_Problem details_. A word-for-word repetition of all the entries is needed.

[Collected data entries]
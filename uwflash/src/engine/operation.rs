//! Erase and write block progress.
//!
//! Each operation turns one upgrade file block into a series of bootloader
//! commands, one per acknowledgement.

use crate::{
    engine::{capabilities::Capabilities, registry::DeviceRegistry},
    error::{Error, Result},
    protocol::fup::{FupFrame, VERIFY_SPAN_MAX, checksum},
};

fn percent_done(remaining: u32, total: u32) -> u8 {
    if total == 0 {
        return 100;
    }
    (100 - u64::from(remaining) * 100 / u64::from(total)) as u8
}

#[derive(Debug, Clone, Copy, PartialEq, Eq)]
enum EraseMode {
    /// Enhanced bootloader: each command names one of the offered sizes.
    Sized,
    /// Legacy bootloader: each command erases one sector of the sector map.
    Sector { sector_size: u32, sectors_left: u32 },
}

/// An erase block in progress.
#[derive(Debug, Clone, PartialEq, Eq)]
pub struct EraseOperation {
    cursor: u32,
    remaining: u32,
    total: u32,
    mode: EraseMode,
    first: bool,
}

/// One erase command and the span it covers.
#[derive(Debug, Clone, PartialEq, Eq)]
pub struct EraseStep {
    /// Frame to send.
    pub frame: FupFrame,
    /// First address erased.
    pub start: u32,
    /// Bytes erased.
    pub len: u32,
}

impl EraseOperation {
    /// Erase `size` bytes from `address`.
    pub fn new(address: u32, size: u32, caps: &Capabilities) -> Self {
        let mode = if caps.erase_size_index
            && !caps
                .erase_sizes
                .is_empty()
        {
            EraseMode::Sized
        } else {
            EraseMode::Sector {
                sector_size: 0,
                sectors_left: 0,
            }
        };
        Self {
            cursor: address,
            remaining: size,
            total: size,
            mode,
            first: true,
        }
    }

    /// Whether the whole block has been requested.
    pub fn is_done(&self) -> bool {
        self.remaining == 0
    }

    /// Percentage of the block requested so far.
    pub fn progress(&self) -> u8 {
        percent_done(self.remaining, self.total)
    }

    /// Build the next erase command and advance past it.
    pub fn next_step(&mut self, caps: &Capabilities, registry: &DeviceRegistry) -> Result<EraseStep> {
        let start = self.cursor;
        let (frame, len) = match &mut self.mode {
            EraseMode::Sized => {
                let index = erase_size_index(&caps.erase_sizes, self.remaining, self.first);
                let len = caps.erase_sizes[index];
                (FupFrame::erase(start, Some(index as u8)), len)
            },
            EraseMode::Sector {
                sector_size,
                sectors_left,
            } => {
                if *sectors_left == 0 {
                    let entry = registry
                        .sector_at(start)
                        .ok_or(Error::SectorMappingNotFound { address: start })?;
                    *sector_size = entry.sector_size;
                    *sectors_left =
                        entry.sector_count - (start - entry.offset) / entry.sector_size.max(1);
                }
                *sectors_left -= 1;
                (FupFrame::erase(start, None), *sector_size)
            },
        };

        self.first = false;
        self.cursor = self
            .cursor
            .wrapping_add(len);
        self.remaining = self
            .remaining
            .saturating_sub(len);
        Ok(EraseStep { frame, start, len })
    }
}

/// Index of the erase size for the next command.
///
/// The first command uses the smallest size covering the whole block, or
/// the largest size. Later commands use the largest size that does not
/// exceed what is left, falling back to the smallest.
fn erase_size_index(sizes: &[u32], remaining: u32, first: bool) -> usize {
    let last = sizes.len() - 1;
    if first {
        sizes
            .iter()
            .position(|&s| s >= remaining)
            .unwrap_or(last)
    } else {
        sizes
            .iter()
            .position(|&s| s > remaining)
            .map_or(last, |i| i.saturating_sub(1))
    }
}

/// What the next acknowledgement of a write block triggers.
#[derive(Debug, Clone, Copy, PartialEq, Eq)]
pub enum WriteStep {
    /// Address acknowledged: send the data chunk.
    WriteData,
    /// Data acknowledged and a verify span is due.
    VerifyData,
    /// Data or verify acknowledged: announce the next chunk.
    WriteAddress,
    /// The closing verify was acknowledged.
    Finished,
}

/// Checksum accumulated since the last verify.
#[derive(Debug, Clone, Copy, Default, PartialEq, Eq)]
struct VerifySpan {
    address: u32,
    size: u32,
    sum: u32,
}

/// A write block in progress.
#[derive(Debug, Clone, PartialEq, Eq)]
pub struct WriteOperation {
    cursor: u32,
    remaining: u32,
    total: u32,
    chunk: u32,
    step: WriteStep,
    verify: Option<VerifySpan>,
}

impl WriteOperation {
    /// Write `size` bytes to `address`, verifying as it goes if `verify`.
    pub fn new(address: u32, size: u32, verify: bool) -> Self {
        Self {
            cursor: address,
            remaining: size,
            total: size,
            chunk: 0,
            step: WriteStep::WriteAddress,
            verify: verify.then_some(VerifySpan {
                address,
                ..VerifySpan::default()
            }),
        }
    }

    /// Action the next acknowledgement triggers.
    pub fn step(&self) -> WriteStep {
        self.step
    }

    /// Percentage of the block sent so far.
    pub fn progress(&self) -> u8 {
        percent_done(self.remaining, self.total)
    }

    /// Size of the next data chunk; valid after [`Self::address`].
    pub fn chunk_len(&self) -> usize {
        self.chunk as usize
    }

    /// Announce the next chunk, flush the last verify span, or report the
    /// block complete with `None`.
    pub fn address(&mut self, caps: &Capabilities) -> Option<FupFrame> {
        if self.remaining > 0 {
            self.chunk = caps
                .write_size
                .min(self.remaining);
            self.step = WriteStep::WriteData;
            return Some(FupFrame::write(self.cursor, self.chunk, caps.write_width));
        }
        match self.take_verify(caps) {
            Some(frame) => {
                self.step = WriteStep::Finished;
                Some(frame)
            },
            None => {
                self.step = WriteStep::Finished;
                None
            },
        }
    }

    /// Send `data`, the chunk announced by the last address.
    pub fn data(&mut self, data: &[u8], caps: &Capabilities) -> FupFrame {
        let len = data.len() as u32;
        self.cursor = self
            .cursor
            .wrapping_add(len);
        self.remaining = self
            .remaining
            .saturating_sub(len);

        self.step = WriteStep::WriteAddress;
        if let Some(span) = &mut self.verify {
            span.size += len;
            span.sum = span
                .sum
                .wrapping_add(checksum(data));
            if span.size + caps.write_size > VERIFY_SPAN_MAX {
                self.step = WriteStep::VerifyData;
            }
        }
        FupFrame::data(data, caps.checksum_width)
    }

    /// Verify the span accumulated so far.
    pub fn verify(&mut self, caps: &Capabilities) -> Option<FupFrame> {
        self.step = WriteStep::WriteAddress;
        self.take_verify(caps)
    }

    fn take_verify(&mut self, caps: &Capabilities) -> Option<FupFrame> {
        let span = self
            .verify
            .as_mut()
            .filter(|s| s.size > 0)?;
        let frame = FupFrame::verify(
            span.address,
            span.size,
            caps.verify_checksum_width
                .truncate(span.sum),
            caps.verify_checksum_width,
        );
        *span = VerifySpan {
            address: span
                .address
                .wrapping_add(span.size),
            ..VerifySpan::default()
        };
        Some(frame)
    }
}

_Written answer_.
filename uwflash/src/engine/operation.rs
//! Erase and write block progress.
//!
//! Each operation turns one upgrade file block into a series of bootloader
//! commands, one per acknowledgement.

use crate::{
    engine::{capabilities::Capabilities, registry::DeviceRegistry},
    error::{Error, Result},
    protocol::fup::{FupFrame, VERIFY_SPAN_MAX, checksum},
};

fn percent_done(remaining: u32, total: u32) -> u8 {
    if total == 0 {
        return 100;
    }
    (100 - u64::from(remaining) * 100 / u64::from(total)) as u8
}

#[derive(Debug, Clone, Copy, PartialEq, Eq)]
enum EraseMode {
    /// Enhanced bootloader: each command names one of the offered sizes.
    Sized,
    /// Legacy bootloader: each command erases one sector of the sector map.
    Sector { sector_size: u32, sectors_left: u32 },
}

/// An erase block in progress.
#[derive(Debug, Clone, PartialEq, Eq)]
pub struct EraseOperation {
    cursor: u32,
    remaining: u32,
    total: u32,
    mode: EraseMode,
    first: bool,
}

/// One erase command and the span it covers.
#[derive(Debug, Clone, PartialEq, Eq)]
pub struct EraseStep {
    /// Frame to send.
    pub frame: FupFrame,
    /// First address erased.
    pub start: u32,
    /// Bytes erased.
    pub len: u32,
}

impl EraseOperation {
    /// Erase `size` bytes from `address`.
    pub fn new(address: u32, size: u32, caps: &Capabilities) -> Self {
        let mode = if caps.erase_size_index
            && !caps
                .erase_sizes
                .is_empty()
        {
            EraseMode::Sized
        } else {
            EraseMode::Sector {
                sector_size: 0,
                sectors_left: 0,
            }
        };
        Self {
            cursor: address,
            remaining: size,
            total: size,
            mode,
            first: true,
        }
    }

    /// Whether the whole block has been requested.
    pub fn is_done(&self) -> bool {
        self.remaining == 0
    }

    /// Percentage of the block requested so far.
    pub fn progress(&self) -> u8 {
        percent_done(self.remaining, self.total)
    }

    /// Build the next erase command and advance past it.
    pub fn next_step(&mut self, caps: &Capabilities, registry: &DeviceRegistry) -> Result<EraseStep> {
        let start = self.cursor;
        let (frame, len) = match &mut self.mode {
            EraseMode::Sized => {
                let index = erase_size_index(&caps.erase_sizes, self.remaining, self.first);
                let len = caps.erase_sizes[index];
                (FupFrame::erase(start, Some(index as u8)), len)
            },
            EraseMode::Sector {
                sector_size,
                sectors_left,
            } => {
                if *sectors_left == 0 {
                    let entry = registry
                        .sector_at(start)
                        .ok_or(Error::SectorMappingNotFound { address: start })?;
                    *sector_size = entry.sector_size;
                    *sectors_left =
                        entry.sector_count - (start - entry.offset) / entry.sector_size.max(1);
                }
                *sectors_left -= 1;
                (FupFrame::erase(start, None), *sector_size)
            },
        };

        self.first = false;
        self.cursor = self
            .cursor
            .wrapping_add(len);
        self.remaining = self
            .remaining
            .saturating_sub(len);
        Ok(EraseStep { frame, start, len })
    }
}

/// Index of the erase size for the next command.
///
/// The first command uses the smallest size covering the whole block, or
/// the largest size. Later commands use the largest size that does not
/// exceed what is left, falling back to the smallest.
fn erase_size_index(sizes: &[u32], remaining: u32, first: bool) -> usize {
    let last = sizes.len() - 1;
    if first {
        sizes
            .iter()
            .position(|&s| s >= remaining)
            .unwrap_or(last)
    } else {
        sizes
            .iter()
            .position(|&s| s > remaining)
            .map_or(last, |i| i.saturating_sub(1))
    }
}

/// What the next acknowledgement of a write block triggers.
#[derive(Debug, Clone, Copy, PartialEq, Eq)]
pub enum WriteStep {
    /// Address acknowledged: send the data chunk.
    WriteData,
    /// Data acknowledged and a verify span is due.
    VerifyData,
    /// Data or verify acknowledged: announce the next chunk.
    WriteAddress,
    /// The closing verify was acknowledged.
    Finished,
}

/// Checksum accumulated since the last verify.
#[derive(Debug, Clone, Copy, Default, PartialEq, Eq)]
struct VerifySpan {
    address: u32,
    size: u32,
    sum: u32,
}

/// A write block in progress.
#[derive(Debug, Clone, PartialEq, Eq)]
pub struct WriteOperation {
    cursor: u32,
    remaining: u32,
    total: u32,
    chunk: u32,
    step: WriteStep,
    verify: Option<VerifySpan>,
}

impl WriteOperation {
    /// Write `size` bytes to `address`, verifying as it goes if `verify`.
    pub fn new(address: u32, size: u32, verify: bool) -> Self {
        Self {
            cursor: address,
            remaining: size,
            total: size,
            chunk: 0,
            step: WriteStep::WriteAddress,
            verify: verify.then_some(VerifySpan {
                address,
                ..VerifySpan::default()
            }),
        }
    }

    /// Action the next acknowledgement triggers.
    pub fn step(&self) -> WriteStep {
        self.step
    }

    /// Percentage of the block sent so far.
    pub fn progress(&self) -> u8 {
        percent_done(self.remaining, self.total)
    }

    /// Size of the next data chunk; valid after [`Self::address`].
    pub fn chunk_len(&self) -> usize {
        self.chunk as usize
    }

    /// Announce the next chunk, flush the last verify span, or report the
    /// block complete with `None`.
    pub fn address(&mut self, caps: &Capabilities) -> Option<FupFrame> {
        if self.remaining > 0 {
            self.chunk = caps
                .write_size
                .min(self.remaining);
            self.step = WriteStep::WriteData;
            return Some(FupFrame::write(self.cursor, self.chunk, caps.write_width));
        }
        match self.take_verify(caps) {
            Some(frame) => {
                self.step = WriteStep::Finished;
                Some(frame)
            },
            None => {
                self.step = WriteStep::Finished;
                None
            },
        }
    }

    /// Send `data`, the chunk announced by the last address.
    pub fn data(&mut self, data: &[u8], caps: &Capabilities) -> FupFrame {
        let len = data.len() as u32;
        self.cursor = self
            .cursor
            .wrapping_add(len);
        self.remaining = self
            .remaining
            .saturating_sub(len);

        self.step = WriteStep::WriteAddress;
        if let Some(span) = &mut self.verify {
            span.size += len;
            span.sum = span
                .sum
                .wrapping_add(checksum(data));
            if span.size + caps.write_size > VERIFY_SPAN_MAX {
                self.step = WriteStep::VerifyData;
            }
        }
        FupFrame::data(data, caps.checksum_width)
    }

    /// Verify the span accumulated so far.
    pub fn verify(&mut self, caps: &Capabilities) -> Option<FupFrame> {
        self.step = WriteStep::WriteAddress;
        self.take_verify(caps)
    }

    fn take_verify(&mut self, caps: &Capabilities) -> Option<FupFrame> {
        let span = self
            .verify
            .as_mut()
            .filter(|s| s.size > 0)?;
        let frame = FupFrame::verify(
            span.address,
            span.size,
            caps.verify_checksum_width
                .truncate(span.sum),
            caps.verify_checksum_width,
        );
        *span = VerifySpan {
            address: span
                .address
                .wrapping_add(span.size),
            ..VerifySpan::default()
        };
        Some(frame)
    }
}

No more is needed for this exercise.